I'd say that Mifune is Low Kage lvl.


----------



## NightingaleOfShadows (Jul 24, 2017)

In his prime probably mid-kage, war arc probably at the top of low-kage along with Chyio (definitely see him defeating Hidan) or at the very bottom of mid-kage. It all depends on who hes facing, like Deidara would be a bad match up because Deidara could react to Hebi Sasuke so im sure he can with Mifune and make enough distance to take off to the sky (Deidara > Mifune), while with Kisame who also utilizes Kenjutsu will probably get overwhelmed because both his skill and combat speed is superior (Mifune > Kisame), if he trys using any hand seals it will be stopped.


----------



## Eliyua23 (Jul 24, 2017)

Considering he is sort of the "Kage" representative and had enough influence to host the meeting of the Kages I'd say he's certainly Kage level somewhere between Low-Mid


----------



## wooly Eullerex (Jul 24, 2017)

He can stop anyone, like itachi, from weaving initially. its an overrated ''ability'' if u wanna call it that

...anyway, the problem comes after ''that''

he is at the very lower end of the kage spectrum


----------



## oiety (Jul 24, 2017)

FlamingRain said:


> Mifune isn't stopping Mei from 15 meters. That's like thrice the distance he interrupted Hanzo from, and the woman could spew lava beneath a Madara slammed towards the ground by freaking Raikage.



Well, for starters, would you mind actually quoting me when you're pointing out some supposed error in my post? 

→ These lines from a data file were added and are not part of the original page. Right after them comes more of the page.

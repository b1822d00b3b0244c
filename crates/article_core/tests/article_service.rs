use article_core::db::{open_db, open_db_in_memory};
use article_core::{
    decode_article, ArticleError, ArticleFilter, ArticleKey, ArticleListQuery, ArticlePatch,
    ArticleService, ArticleValidationError, NewArticle, PublishedAtPatch, SqliteArticleStore,
};
use chrono::{TimeZone, Utc};
use rusqlite::Connection;
use std::sync::{Arc, Barrier};
use std::thread;

fn candidate(title: &str, category: &str, publisher: &str) -> NewArticle {
    NewArticle {
        title: title.to_string(),
        body: format!("{title} body"),
        category: category.to_string(),
        publisher: publisher.to_string(),
        published_at: None,
    }
}

fn count(conn: &Connection, sql: &str) -> i64 {
    conn.query_row(sql, [], |row| row.get(0)).unwrap()
}

#[test]
fn create_returns_persisted_article_and_resolves_lookups() {
    let conn = open_db_in_memory().unwrap();
    let service = ArticleService::new(SqliteArticleStore::new(&conn));

    let created = service
        .create(candidate("Tommy test", "Extras", "Femonofsky"))
        .unwrap();

    assert!(created.id >= 1);
    assert_eq!(created.title, "Tommy test");
    assert_eq!(created.category, "Extras");
    assert_eq!(created.publisher, "Femonofsky");
    assert_eq!(count(&conn, "SELECT COUNT(*) FROM categories WHERE name = 'Extras';"), 1);
    assert_eq!(count(&conn, "SELECT COUNT(*) FROM publishers WHERE name = 'Femonofsky';"), 1);
}

#[test]
fn create_rejects_missing_fields_without_writing() {
    let conn = open_db_in_memory().unwrap();
    let service = ArticleService::new(SqliteArticleStore::new(&conn));

    let err = service
        .create(candidate("", "Money", "tunde"))
        .unwrap_err();
    assert!(matches!(
        err,
        ArticleError::ValidationFailed(ArticleValidationError::MissingFields(ref fields))
            if fields == &vec!["title"]
    ));

    assert_eq!(count(&conn, "SELECT COUNT(*) FROM articles;"), 0);
    assert_eq!(count(&conn, "SELECT COUNT(*) FROM categories;"), 0);
    assert_eq!(count(&conn, "SELECT COUNT(*) FROM publishers;"), 0);
}

#[test]
fn second_create_with_same_title_fails_and_keeps_one_row() {
    let conn = open_db_in_memory().unwrap();
    let service = ArticleService::new(SqliteArticleStore::new(&conn));

    service
        .create(candidate("Love of Money", "Money", "tunde"))
        .unwrap();
    let err = service
        .create(candidate("Love of Money", "Other", "someone"))
        .unwrap_err();

    assert!(matches!(err, ArticleError::DuplicateTitle(ref title) if title == "Love of Money"));
    assert_eq!(
        count(&conn, "SELECT COUNT(*) FROM articles WHERE title = 'Love of Money';"),
        1
    );
    // Rejected before resolution, so the second lookup names were never created.
    assert_eq!(count(&conn, "SELECT COUNT(*) FROM categories WHERE name = 'Other';"), 0);
}

#[test]
fn get_and_delete_follow_not_found_rules() {
    let conn = open_db_in_memory().unwrap();
    let service = ArticleService::new(SqliteArticleStore::new(&conn));
    let created = service
        .create(candidate("Money", "social", "femonofsky"))
        .unwrap();

    assert_eq!(service.get(created.id).unwrap(), created);

    service.delete(created.id).unwrap();
    let err = service.get(created.id).unwrap_err();
    assert!(matches!(err, ArticleError::NotFound(ArticleKey::Id(id)) if id == created.id));

    let err = service.delete(created.id).unwrap_err();
    assert!(matches!(err, ArticleError::NotFound(_)));
    assert_eq!(count(&conn, "SELECT COUNT(*) FROM categories WHERE name = 'social';"), 1);
}

#[test]
fn title_becomes_available_again_after_delete() {
    let conn = open_db_in_memory().unwrap();
    let service = ArticleService::new(SqliteArticleStore::new(&conn));
    let created = service
        .create(candidate("Money", "social", "femonofsky"))
        .unwrap();
    service.delete(created.id).unwrap();

    let recreated = service
        .create(candidate("Money", "social", "femonofsky"))
        .unwrap();
    assert_ne!(recreated.id, created.id);
}

#[test]
fn update_merges_present_fields_only() {
    let conn = open_db_in_memory().unwrap();
    let service = ArticleService::new(SqliteArticleStore::new(&conn));
    let published_at = Utc.with_ymd_and_hms(2019, 1, 1, 8, 0, 0).unwrap();
    let mut initial = candidate("Money", "social", "femonofsky");
    initial.published_at = Some(published_at);
    let created = service.create(initial).unwrap();

    let patch = decode_article(br#"{ "body": "Money is good sjdnaj", "category": "finance" }"#)
        .unwrap()
        .into_patch();
    let updated = service.update(created.id, patch).unwrap();

    assert_eq!(updated.id, created.id);
    assert_eq!(updated.title, "Money");
    assert_eq!(updated.body, "Money is good sjdnaj");
    assert_eq!(updated.category, "finance");
    assert_eq!(updated.publisher, "femonofsky");
    assert_eq!(updated.published_at, Some(published_at));
    assert_eq!(updated.created_at, created.created_at);
    assert_eq!(count(&conn, "SELECT COUNT(*) FROM categories WHERE name = 'finance';"), 1);
}

#[test]
fn update_can_clear_published_at() {
    let conn = open_db_in_memory().unwrap();
    let service = ArticleService::new(SqliteArticleStore::new(&conn));
    let mut initial = candidate("Money", "social", "femonofsky");
    initial.published_at = Some(Utc.with_ymd_and_hms(2019, 1, 1, 8, 0, 0).unwrap());
    let created = service.create(initial).unwrap();

    let patch = ArticlePatch {
        published_at: PublishedAtPatch::Clear,
        ..ArticlePatch::default()
    };
    let updated = service.update(created.id, patch).unwrap();
    assert_eq!(updated.published_at, None);
}

#[test]
fn update_rejects_explicitly_emptied_required_field() {
    let conn = open_db_in_memory().unwrap();
    let service = ArticleService::new(SqliteArticleStore::new(&conn));
    let created = service
        .create(candidate("Money", "social", "femonofsky"))
        .unwrap();

    let patch = ArticlePatch {
        publisher: Some(String::new()),
        ..ArticlePatch::default()
    };
    let err = service.update(created.id, patch).unwrap_err();
    assert!(matches!(err, ArticleError::ValidationFailed(_)));
    assert_eq!(service.get(created.id).unwrap().publisher, "femonofsky");
}

#[test]
fn update_rejects_title_owned_by_another_article() {
    let conn = open_db_in_memory().unwrap();
    let service = ArticleService::new(SqliteArticleStore::new(&conn));
    service
        .create(candidate("Money", "social", "femonofsky"))
        .unwrap();
    let other = service
        .create(candidate("Love of Money", "Money", "tunde"))
        .unwrap();

    let rename = ArticlePatch {
        title: Some("Money".to_string()),
        ..ArticlePatch::default()
    };
    let err = service.update(other.id, rename).unwrap_err();
    assert!(matches!(err, ArticleError::DuplicateTitle(_)));

    let keep_own_title = ArticlePatch {
        title: Some("Love of Money".to_string()),
        body: Some("new body".to_string()),
        ..ArticlePatch::default()
    };
    assert_eq!(
        service.update(other.id, keep_own_title).unwrap().body,
        "new body"
    );
}

#[test]
fn update_missing_article_returns_not_found() {
    let conn = open_db_in_memory().unwrap();
    let service = ArticleService::new(SqliteArticleStore::new(&conn));

    let err = service.update(404, ArticlePatch::default()).unwrap_err();
    assert!(matches!(err, ArticleError::NotFound(ArticleKey::Id(404))));
}

#[test]
fn list_returns_exact_filter_subsets() {
    let conn = open_db_in_memory().unwrap();
    let service = ArticleService::new(SqliteArticleStore::new(&conn));
    service
        .create(candidate("Money", "social", "femonofsky"))
        .unwrap();
    service
        .create(candidate("Love of Money", "Money", "tunde"))
        .unwrap();

    assert_eq!(service.list(&ArticleFilter::default()).unwrap().len(), 2);

    let query = ArticleListQuery {
        category: Some("Money".to_string()),
        ..ArticleListQuery::default()
    };
    let listed = service.list_from_query(&query).unwrap();
    assert_eq!(listed.len(), 1);
    assert_eq!(listed[0].title, "Love of Money");

    let query = ArticleListQuery {
        category: Some("Money23".to_string()),
        ..ArticleListQuery::default()
    };
    assert!(service.list_from_query(&query).unwrap().is_empty());
}

#[test]
fn list_rejects_malformed_date_filter() {
    let conn = open_db_in_memory().unwrap();
    let service = ArticleService::new(SqliteArticleStore::new(&conn));

    let query = ArticleListQuery {
        created_at: Some("2019-13-01 00:00:00".to_string()),
        ..ArticleListQuery::default()
    };
    let err = service.list_from_query(&query).unwrap_err();
    assert!(matches!(err, ArticleError::InvalidInput(ref message) if message.contains("created_at")));
}

#[test]
fn concurrent_creates_share_one_new_category() {
    let dir = tempfile::tempdir().unwrap();
    let path = dir.path().join("articles.db");
    drop(open_db(&path).unwrap());

    let workers = 6;
    let barrier = Arc::new(Barrier::new(workers));
    let handles: Vec<_> = (0..workers)
        .map(|index| {
            let path = path.clone();
            let barrier = Arc::clone(&barrier);
            thread::spawn(move || {
                let conn = open_db(&path).unwrap();
                let service = ArticleService::new(SqliteArticleStore::new(&conn));
                barrier.wait();
                service
                    .create(candidate(&format!("story {index}"), "Breaking", "wire"))
                    .unwrap()
                    .id
            })
        })
        .collect();

    for handle in handles {
        handle.join().unwrap();
    }

    let conn = open_db(&path).unwrap();
    assert_eq!(count(&conn, "SELECT COUNT(*) FROM categories WHERE name = 'Breaking';"), 1);
    let service = ArticleService::new(SqliteArticleStore::new(&conn));
    let filter = ArticleFilter {
        category: Some("Breaking".to_string()),
        ..ArticleFilter::default()
    };
    assert_eq!(service.list(&filter).unwrap().len(), workers);
}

But, to get to the topic at hand, it seems to me that she had already started spitting lava before or at/around the same time the Raikage flexed his RnY and charged at Madara. Seems more like a constant stream of one casting than it is a continued reapplication of hand seals for the same jutsu, especially given the fact that until the end of the last panel she's consistently pouring out lava.

Reactions: Agree 1


----------



## FlamingRain (Jul 24, 2017)

oiety said:


> Well, for starters, would you mind actually quoting me when you're pointing out some supposed error in my post?



I can work on that.



> But, to get to the topic at hand, it seems to me that she had already started spitting lava before or at/around the same time the Raikage flexed his RnY and charged at Madara. Seems more like a constant stream of one casting than it is a continued reapplication of hand seals for the same jutsu, especially given the fact that until the end of the last panel she's consistently pouring out lava.



They land in different globs, so she spat three times. It wasn't a sustained flow of lava.

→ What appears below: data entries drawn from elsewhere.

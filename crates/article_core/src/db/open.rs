//! Connection bootstrap utilities for SQLite.
//!
//! # Responsibility
//! - Open file or in-memory SQLite connections.
//! - Configure connection pragmas required by store behavior.
//! - Trigger schema migrations before returning a usable connection.
//!
//! # Invariants
//! - Returned connections have `foreign_keys=ON`.
//! - Returned connections have migrations fully applied.

use super::migrations::apply_migrations;
use super::DbResult;
use log::{debug, error};
use rusqlite::Connection;
use std::path::Path;
use std::time::{Duration, Instant};

const BUSY_TIMEOUT: Duration = Duration::from_secs(5);

/// Opens a SQLite database file and applies all pending migrations.
///
/// Called once per request by the HTTP layer, so success is logged at
/// `debug` while failures stay at `error`.
pub fn open_db(path: impl AsRef<Path>) -> DbResult<Connection> {
    open_with("file", || Connection::open(path))
}

/// Opens an in-memory SQLite database and applies all pending migrations.
pub fn open_db_in_memory() -> DbResult<Connection> {
    open_with("memory", Connection::open_in_memory)
}

fn open_with(
    mode: &'static str,
    open: impl FnOnce() -> rusqlite::Result<Connection>,
) -> DbResult<Connection> {
    let started_at = Instant::now();
    debug!("event=db_open module=db status=start mode={mode}");

    let mut conn = match open() {
        Ok(conn) => conn,
        Err(err) => {
            error!(
                "event=db_open module=db status=error mode={} duration_ms={} error_code=db_open_failed error={}",
                mode,
                started_at.elapsed().as_millis(),
                err
            );
            return Err(err.into());
        }
    };

    match bootstrap_connection(&mut conn) {
        Ok(()) => {
            debug!(
                "event=db_open module=db status=ok mode={} duration_ms={}",
                mode,
                started_at.elapsed().as_millis()
            );
            Ok(conn)
        }
        Err(err) => {
            error!(
                "event=db_open module=db status=error mode={} duration_ms={} error_code=db_bootstrap_failed error={}",
                mode,
                started_at.elapsed().as_millis(),
                err
            );
            Err(err)
        }
    }
}

fn bootstrap_connection(conn: &mut Connection) -> DbResult<()> {
    conn.execute_batch("PRAGMA foreign_keys = ON;")?;
    conn.busy_timeout(BUSY_TIMEOUT)?;
    apply_migrations(conn)?;
    Ok(())
}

There's also still how the distance is three times greater than it was with Hanzo.


----------



## oiety (Jul 24, 2017)

FlamingRain said:


> I can work on that.
> 
> 
> 
> ...



Much appreciated.

The distance is good, but I'm not arguing that Mei's Ninjutsu lack range, as I believe she's already shown above average to high tier range for a Kage in overpowering Madara's Katon in size and strength. What I'm saying is that I don't believe it was three separate castings of her Yoton. As we saw with Sasuke and the Katon: Goryuka he could fire off flaming dragon heads in succession without needing to perform the hand seals for it over again. That, to me, seems more reasonable than the idea of her performing the hand seals before Madara could even hit the ground after being knocked away by A.


----------



## Hi no Ishi (Jul 24, 2017)

He could probably catch most non speedsters on their first seal. 

Speedsters seem to not use many seals either so I would say most seal using kages levels need to be wary.


----------



## Gohara (Jul 24, 2017)

Mifune is around High Kage level in my opinion not just because he's basically like a Kage in his own right but defeating Hanzo is relatively impressive even for a Kage level character.


----------



## NightingaleOfShadows (Jul 25, 2017)

Gohara said:


> Mifune is around High Kage level

Reactions: Agree 1 | Funny 1


----------



## JiraiyaFlash (Jul 25, 2017)

Physically Low or Mid Kage Person

Ability / Versatiliy / Skill wise -> Mid to High Jonin

Conclusion

High Jonin to Low Kage. (at most)


----------



## Mithos (Jul 25, 2017)

Weaker than all of the War Arc Gokage in my opinion.


----------